This created a need for a reliable global MFA database, even for use in understanding national or regional flows; consequently, several research institutions undertook efforts to create such a database. Most important was the success of the Sustainable Europe Research Institute (SERI) in gaining funding from the European Research Program for the project MOSUS, which yielded a first global multinational database for material extraction (Behrens et al. 2007; http://www.mosus.net/) that is regularly updated (SERI 2009). European research funding continues to play a major role in the advancement of MFA methods and data collection, in particular with the projects MATISSE (http://www.matisse-project.net/projectcomm/) and EXIOPOL (still ongoing as of May 2011; http://www.feem-project.net/exiopol/).

The increasing availability of comparable multinational MFA data triggered a series of scientific publications dealing with their analysis, probing their utility, and trying to link them to other environmental information, such as land use, energy, and environmental impacts (e.g., Wagner 2002; Bringezu et al. 2004; Haberl et al. 2004; Van der Voet et al. 2005; Weisz et al. 2006; Russi et al. 2008; Bringezu et al. 2009; Schandl and West 2010; Steinberger et al. 2010). It became increasingly clear that material flows in a country were highly interwoven, through trade, with material flows in the rest of the world, and in particular linked to energy-intensive and material-intensive raw material extraction processes that were not adequately reflected in national material flow data (e.g., Fischer-Kowalski and Amann 2001; Bringezu et al. 2004; Giljum 2004; Giljum and Eisenmenger 2004; Schütz et al. 2004; Giljum and Muradian 2007). The same insight also invoked substantial research in Japan (Kondo et al. 1998; Seo and Taylor 2003; Hashimoto et al. 2004; Nakamura and Nakajima 2005).

Efforts to understand the material flows in industrial countries and their interdependence with material flows in the rest of the world stimulated methodological development, in particular of physical and hybrid input-output analysis, which emerged as a major research topic in the field (e.g., Lenzen et al. 2004; Suh 2005; Huppes et al. 2006; Moll and Acosta 2006; Weisz and Duchin 2006; Weisz 2007; Suh 2010).

System Definition, Key Methodological Assumptions, and Indicators

Methodological Foundations

According to the first law of thermodynamics, matter can be neither created nor destroyed in any physical transformation process.⁶ Material inputs into a system must therefore always equal material outputs plus net accumulation of materials in the system (material balance principle). Material that flows into the system builds up and maintains the system's material compartments (stocks). Conversely, all materials required to maintain a system compartment or stock must be considered part of the system's relevant material flows. This principle applies for systems, such as a national economy, as well as for any subsystem, such as an economic sector, a company, a city, or a household.

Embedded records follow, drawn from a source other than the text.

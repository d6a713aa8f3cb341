//! Logging init: stderr with env-filter overrides.

use tracing_subscriber::EnvFilter;

/// Initialize structured logging to stderr.
///
/// `RUST_LOG` overrides the default filter. Diagnostics stay on stderr so
/// command output on stdout remains scriptable.
pub fn init_logging() {
    let env_filter =
        EnvFilter::try_from_default_env().unwrap_or_else(|_| EnvFilter::new("info,rig=debug"));

    tracing_subscriber::fmt()
        .with_env_filter(env_filter)
        .with_writer(std::io::stderr)
        .with_ansi(false)
        .init();
}
//! # Rig Advisor CLI (`rig`)
//!
//! The `rig` binary is the primary interface for Rig Advisor. It provides
//! commands for recommending builds, refitting the similarity model, and
//! inspecting the catalog.
//!
//! ## Usage
//!
//! ```bash
//! rig --config ./config/rig.toml <command>
//! ```
//!
//! ## Commands
//!
//! | Command | Description |
//! |---------|-------------|
//! | `rig recommend <BUDGET> <USE_CASE>` | Recommend a CPU + GPU pair |
//! | `rig train` | Refit the description model and smoke-test scenarios |
//! | `rig catalog` | Show table counts, price ranges, vocabulary size |
//!
//! ## Examples
//!
//! ```bash
//! # Gaming build under $1500
//! rig recommend 1500 gaming
//!
//! # Steer the pick with free text, machine-readable output
//! rig recommend 2000 development --hint "many VMs" --json
//!
//! # Verify the tables parse and the pipeline works end to end
//! rig train
//! ```

mod catalog;
mod config;
mod logging;
mod models;
mod recommend;
mod stats;
mod tfidf;
mod train;

use clap::{Parser, Subcommand};
use std::path::PathBuf;

use crate::models::Build;

/// Rig Advisor CLI — budget-aware PC part recommendations over a CSV catalog.
///
/// All commands accept a `--config` flag pointing to a TOML configuration
/// file. When the file does not exist, catalog tables are read from the
/// default `./data/components/` locations.
#[derive(Parser)]
#[command(
    name = "rig",
    about = "Rig Advisor — budget-aware PC part recommendations over a CSV catalog",
    version,
    long_about = "Rig Advisor loads a CPU and a GPU table, fits a TF-IDF model over canonical \
    part descriptions, and recommends the best CPU + GPU pair for a budget and workload by \
    combining text similarity with a spec fit score."
)]
struct Cli {
    /// Path to configuration file (TOML).
    #[arg(long, global = true, default_value = "./config/rig.toml")]
    config: PathBuf,

    #[command(subcommand)]
    command: Commands,
}

/// Top-level CLI commands.
#[derive(Subcommand)]
enum Commands {
    /// Recommend a CPU + GPU pair for a budget and use case.
    ///
    /// Splits the budget between the classes by use-case weights, keeps the
    /// parts that fit their share, and picks the top-scoring part per class.
    /// A class with nothing affordable is reported as absent.
    Recommend {
        /// Total budget, in the catalog's currency units.
        budget: f64,

        /// Workload label: gaming, productivity, streaming, design,
        /// development. Anything else gets a balanced profile.
        use_case: String,

        /// Free-text preferences folded into the similarity query.
        #[arg(long)]
        hint: Option<String>,

        /// Emit the build as JSON instead of text.
        #[arg(long)]
        json: bool,
    },

    /// Refit the description model and smoke-test fixed scenarios.
    ///
    /// Reloads the catalog, fits the TF-IDF model from scratch, and runs a
    /// fixed set of recommendation scenarios end to end.
    Train,

    /// Show catalog row counts, price ranges, and vocabulary size.
    Catalog,
}

fn main() -> anyhow::Result<()> {
    logging::init_logging();

    let cli = Cli::parse();

    let cfg = if cli.config.exists() {
        config::load_config(&cli.config)?
    } else {
        config::Config::minimal()
    };

    match cli.command {
        Commands::Recommend {
            budget,
            use_case,
            hint,
            json,
        } => {
            // The engine treats a non-positive budget as "nothing eligible";
            // at the CLI edge it is an input error instead.
            if !budget.is_finite() || budget <= 0.0 {
                anyhow::bail!("budget must be a positive number, got {}", budget);
            }

            let mut cache = catalog::CatalogCache::new();
            let engine = cache.get_or_load(&cfg.catalog)?;
            let build = engine.recommend(budget, &use_case, hint.as_deref())?;

            if json {
                println!("{}", serde_json::to_string_pretty(&build)?);
            } else {
                print_build(&build);
            }
        }
        Commands::Train => train::run_train(&cfg)?,
        Commands::Catalog => stats::run_catalog(&cfg)?,
    }

    Ok(())
}

fn print_build(build: &Build) {
    match &build.cpu {
        Some(cpu) => {
            println!("CPU: {} {} (${})", cpu.brand, cpu.model, cpu.price);
            println!("  cores/threads: {}/{}", cpu.cores, cpu.threads);
            println!("  boost: {}GHz  tdp: {}W", cpu.boost_clock, cpu.tdp);
            print_links(&cpu.amazon_link, &cpu.flipkart_link);
        }
        None => println!("CPU: no suitable part within budget"),
    }

    println!();

    match &build.gpu {
        Some(gpu) => {
            println!("GPU: {} {} (${})", gpu.brand, gpu.model, gpu.price);
            println!("  memory: {}GB {}", gpu.memory, gpu.memory_type);
            println!("  boost: {}MHz  tdp: {}W", gpu.boost_clock, gpu.tdp);
            print_links(&gpu.amazon_link, &gpu.flipkart_link);
        }
        None => println!("GPU: no suitable part within budget"),
    }

    println!();
    println!("Total: ${}", build.total_price);
}

fn print_links(amazon: &str, flipkart: &str) {
    if !amazon.is_empty() {
        println!("  buy: {}", amazon);
    }
    if !flipkart.is_empty() {
        println!("       {}", flipkart);
    }
}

For material flow analysis of socioeconomic systems, system boundaries need to be defined. The first is the boundary between the socioeconomic system—for example, a national economy—and the natural environment from which materials are extracted and to which emissions and wastes are discarded. The second is the (political) frontier to other economies, with imports and exports as input and output flows. Only flows that cross these system boundaries on the input side or the output side are accounted for. All other flows within the system are considered as internal transfers and do not show up with the standard MFA indicators.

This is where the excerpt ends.